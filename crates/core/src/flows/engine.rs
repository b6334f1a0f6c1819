use thiserror::Error;
use tracing::debug;

use crate::configurator::steps::{ProductConfig, StepConfig};
use crate::configurator::validators::{StepValidation, StepValidatorRegistry};
use crate::domain::selection::Selections;
use crate::flows::states::{NavigationDirection, NavigationOutcome};

pub trait FlowDefinition {
    fn steps(&self) -> &[StepConfig];
}

impl FlowDefinition for ProductConfig {
    fn steps(&self) -> &[StepConfig] {
        &self.customization_flow
    }
}

impl FlowDefinition for [StepConfig] {
    fn steps(&self) -> &[StepConfig] {
        self
    }
}

#[derive(Clone, Debug, Error, PartialEq, Eq)]
pub enum FlowTransitionError {
    #[error("step `{step_id}` is not part of this flow")]
    UnknownStep { step_id: String },
}

/// Step sequencing and gating over one flow definition. Holds no position of its own; the
/// caller owns the current index and selections.
pub struct FlowEngine<'a, F: ?Sized> {
    flow: &'a F,
    validators: &'a StepValidatorRegistry,
}

impl<'a, F> FlowEngine<'a, F>
where
    F: FlowDefinition + ?Sized,
{
    pub fn new(flow: &'a F, validators: &'a StepValidatorRegistry) -> Self {
        Self { flow, validators }
    }

    pub fn step_count(&self) -> usize {
        self.flow.steps().len()
    }

    pub fn validate_step(&self, index: usize, selections: &Selections) -> StepValidation {
        match self.flow.steps().get(index) {
            Some(step) => self.validators.validate(step, selections),
            None => StepValidation::ok(),
        }
    }

    pub fn navigate_next(&self, index: usize, selections: &Selections) -> NavigationOutcome {
        let direction = NavigationDirection::Forward;
        let validation = self.validate_step(index, selections);
        if !validation.valid {
            let message =
                validation.message.unwrap_or_else(|| "Please complete this step.".to_string());
            debug!(
                event_name = "configurator.navigate_rejected",
                from_index = index,
                error = %message,
                "forward navigation blocked by step validator"
            );
            return NavigationOutcome::rejected(direction, index, message);
        }

        match self.next_reachable(index, selections) {
            Some(target) => {
                debug!(
                    event_name = "configurator.navigate",
                    direction = "forward",
                    from_index = index,
                    to_index = target,
                    "advanced to next reachable step"
                );
                NavigationOutcome::moved(direction, index, target)
            }
            None => NavigationOutcome::stayed(direction, index),
        }
    }

    pub fn navigate_back(&self, index: usize, selections: &Selections) -> NavigationOutcome {
        let direction = NavigationDirection::Backward;
        match self.previous_reachable(index, selections) {
            Some(target) => {
                debug!(
                    event_name = "configurator.navigate",
                    direction = "backward",
                    from_index = index,
                    to_index = target,
                    "moved back to previous reachable step"
                );
                NavigationOutcome::moved(direction, index, target)
            }
            None => NavigationOutcome::stayed(direction, index),
        }
    }

    /// Direct index lookup for edit-mode re-entry. Skip rules are not consulted.
    pub fn jump_to_step(&self, step_id: &str) -> Result<usize, FlowTransitionError> {
        self.flow
            .steps()
            .iter()
            .position(|step| step.id == step_id)
            .ok_or_else(|| FlowTransitionError::UnknownStep { step_id: step_id.to_string() })
    }

    pub fn is_first_step(&self, index: usize) -> bool {
        index == 0
    }

    /// Position check only, so first and last stay exclusive in multi-step flows. When every
    /// later step is skipped the index is not last, yet [`Self::has_next_step`] is false and
    /// `navigate_next` stays put.
    pub fn is_last_step(&self, index: usize) -> bool {
        index + 1 >= self.step_count()
    }

    /// Whether forward navigation from `index` can land on a step under `selections`.
    pub fn has_next_step(&self, index: usize, selections: &Selections) -> bool {
        self.next_reachable(index, selections).is_some()
    }

    pub fn is_skipped(&self, index: usize, selections: &Selections) -> bool {
        self.flow.steps().get(index).is_some_and(|step| step.is_skipped(selections))
    }

    /// Steps a customer would currently pass through, in order.
    pub fn reachable_steps<'s>(
        &'s self,
        selections: &'s Selections,
    ) -> impl Iterator<Item = &'a StepConfig> + 's {
        let flow: &'a F = self.flow;
        flow.steps().iter().filter(move |step| !step.is_skipped(selections))
    }

    fn next_reachable(&self, index: usize, selections: &Selections) -> Option<usize> {
        (index + 1..self.step_count()).find(|candidate| !self.is_skipped(*candidate, selections))
    }

    fn previous_reachable(&self, index: usize, selections: &Selections) -> Option<usize> {
        (0..index.min(self.step_count()))
            .rev()
            .find(|candidate| !self.is_skipped(*candidate, selections))
    }
}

------

* **Task item**
Every entry should be transcribed exactly, with nothing omitted.

* **Response for this exercise**
filename crates/core/src/flows/engine.rs
repository b6334f1a0f6c1819
use thiserror::Error;
use tracing::debug;

use crate::configurator::steps::{ProductConfig, StepConfig};
use crate::configurator::validators::{StepValidation, StepValidatorRegistry};
use crate::domain::selection::Selections;
use crate::flows::states::{NavigationDirection, NavigationOutcome};

pub trait FlowDefinition {
    fn steps(&self) -> &[StepConfig];
}

impl FlowDefinition for ProductConfig {
    fn steps(&self) -> &[StepConfig] {
        &self.customization_flow
    }
}

impl FlowDefinition for [StepConfig] {
    fn steps(&self) -> &[StepConfig] {
        self
    }
}

#[derive(Clone, Debug, Error, PartialEq, Eq)]
pub enum FlowTransitionError {
    #[error("step `{step_id}` is not part of this flow")]
    UnknownStep { step_id: String },
}

/// Step sequencing and gating over one flow definition. Holds no position of its own; the
/// caller owns the current index and selections.
pub struct FlowEngine<'a, F: ?Sized> {
    flow: &'a F,
    validators: &'a StepValidatorRegistry,
}

impl<'a, F> FlowEngine<'a, F>
where
    F: FlowDefinition + ?Sized,
{
    pub fn new(flow: &'a F, validators: &'a StepValidatorRegistry) -> Self {
        Self { flow, validators }
    }

    pub fn step_count(&self) -> usize {
        self.flow.steps().len()
    }

    pub fn validate_step(&self, index: usize, selections: &Selections) -> StepValidation {
        match self.flow.steps().get(index) {
            Some(step) => self.validators.validate(step, selections),
            None => StepValidation::ok(),
        }
    }

    pub fn navigate_next(&self, index: usize, selections: &Selections) -> NavigationOutcome {
        let direction = NavigationDirection::Forward;
        let validation = self.validate_step(index, selections);
        if !validation.valid {
            let message =
                validation.message.unwrap_or_else(|| "Please complete this step.".to_string());
            debug!(
                event_name = "configurator.navigate_rejected",
                from_index = index,
                error = %message,
                "forward navigation blocked by step validator"
            );
            return NavigationOutcome::rejected(direction, index, message);
        }

        match self.next_reachable(index, selections) {
            Some(target) => {
                debug!(
                    event_name = "configurator.navigate",
                    direction = "forward",
                    from_index = index,
                    to_index = target,
                    "advanced to next reachable step"
                );
                NavigationOutcome::moved(direction, index, target)
            }
            None => NavigationOutcome::stayed(direction, index),
        }
    }

    pub fn navigate_back(&self, index: usize, selections: &Selections) -> NavigationOutcome {
        let direction = NavigationDirection::Backward;
        match self.previous_reachable(index, selections) {
            Some(target) => {
                debug!(
                    event_name = "configurator.navigate",
                    direction = "backward",
                    from_index = index,
                    to_index = target,
                    "moved back to previous reachable step"
                );
                NavigationOutcome::moved(direction, index, target)
            }
            None => NavigationOutcome::stayed(direction, index),
        }
    }

    /// Direct index lookup for edit-mode re-entry. Skip rules are not consulted.
    pub fn jump_to_step(&self, step_id: &str) -> Result<usize, FlowTransitionError> {
        self.flow
            .steps()
            .iter()
            .position(|step| step.id == step_id)
            .ok_or_else(|| FlowTransitionError::UnknownStep { step_id: step_id.to_string() })
    }

    pub fn is_first_step(&self, index: usize) -> bool {
        index == 0
    }

    /// Position check only, so first and last stay exclusive in multi-step flows. When every
    /// later step is skipped the index is not last, yet [`Self::has_next_step`] is false and
    /// `navigate_next` stays put.
    pub fn is_last_step(&self, index: usize) -> bool {
        index + 1 >= self.step_count()
    }

    /// Whether forward navigation from `index` can land on a step under `selections`.
    pub fn has_next_step(&self, index: usize, selections: &Selections) -> bool {
        self.next_reachable(index, selections).is_some()
    }

    pub fn is_skipped(&self, index: usize, selections: &Selections) -> bool {
        self.flow.steps().get(index).is_some_and(|step| step.is_skipped(selections))
    }

    /// Steps a customer would currently pass through, in order.
    pub fn reachable_steps<'s>(
        &'s self,
        selections: &'s Selections,
    ) -> impl Iterator<Item = &'a StepConfig> + 's {
        let flow: &'a F = self.flow;
        flow.steps().iter().filter(move |step| !step.is_skipped(selections))
    }

    fn next_reachable(&self, index: usize, selections: &Selections) -> Option<usize> {
        (index + 1..self.step_count()).find(|candidate| !self.is_skipped(*candidate, selections))
    }

    fn previous_reachable(&self, index: usize, selections: &Selections) -> Option<usize> {
        (0..index.min(self.step_count()))
            .rev()
            .find(|candidate| !self.is_skipped(*candidate, selections))
    }
}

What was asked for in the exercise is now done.